__ACTIVITY__
Look through the entries below. Say how many lines include "async", with nothing added.

__ENTRIES SHOWN__
-------

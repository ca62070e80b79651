//! # Per-User Multiply Rate Limit
//!
//! A user may multiply once per rolling window (24 hours by default). The
//! state lives in the shared store's `multiply_limits` table, so the limit
//! holds no matter which process a user's connection lands on.
//!
//! ## Check vs Test-and-Set
//!
//! | Operation | Connection | Atomic with |
//! |-----------|------------|-------------|
//! | [`RateLimiter::can_multiply`] | reader pool | nothing (advisory) |
//! | [`RateLimiter::record_multiply`] | writer, `BEGIN IMMEDIATE` | itself |
//! | `CounterStore::multiply_once` | writer, one savepoint | payment + apply |
//!
//! `can_multiply` only lets the processor reject early, before paying for a
//! verification round trip. The decision that counts is the test-and-set
//! inside the write transaction: two racing multiplies by the same user
//! serialize on the write lock and the second one sees the first's stamp.

use std::time::Duration;

use crate::api::CounterStore;
use crate::error::Result;
use crate::types::UserId;

/// Default rolling window between multiplies.
pub const DEFAULT_RATE_LIMIT_WINDOW: Duration = Duration::from_secs(24 * 60 * 60);

/// Rate limiter backed by the shared store.
#[derive(Clone)]
pub struct RateLimiter {
    store: CounterStore,
    window: Duration,
}

impl RateLimiter {
    /// Creates a limiter with the given window.
    pub fn new(store: CounterStore, window: Duration) -> Self {
        Self { store, window }
    }

    /// The rolling window.
    pub fn window(&self) -> Duration {
        self.window
    }

    /// True if the user never multiplied or the window has elapsed.
    pub async fn can_multiply(&self, user_id: &UserId) -> Result<bool> {
        Ok(self.retry_after(user_id).await?.is_none())
    }

    /// Remaining wait before the user may multiply again, if any.
    pub async fn retry_after(&self, user_id: &UserId) -> Result<Option<Duration>> {
        self.store.multiply_retry_after(user_id, self.window).await
    }

    /// Records a multiply at `timestamp_ms`.
    ///
    /// Test-and-set: fails with `RateLimited` (and records nothing) if the
    /// user already multiplied within the window.
    pub async fn record_multiply(&self, user_id: &UserId, timestamp_ms: u64) -> Result<()> {
        self.store
            .record_multiply(user_id, timestamp_ms, self.window)
            .await
    }
}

-------

__SOLUTION TO THE EXERCISE__
3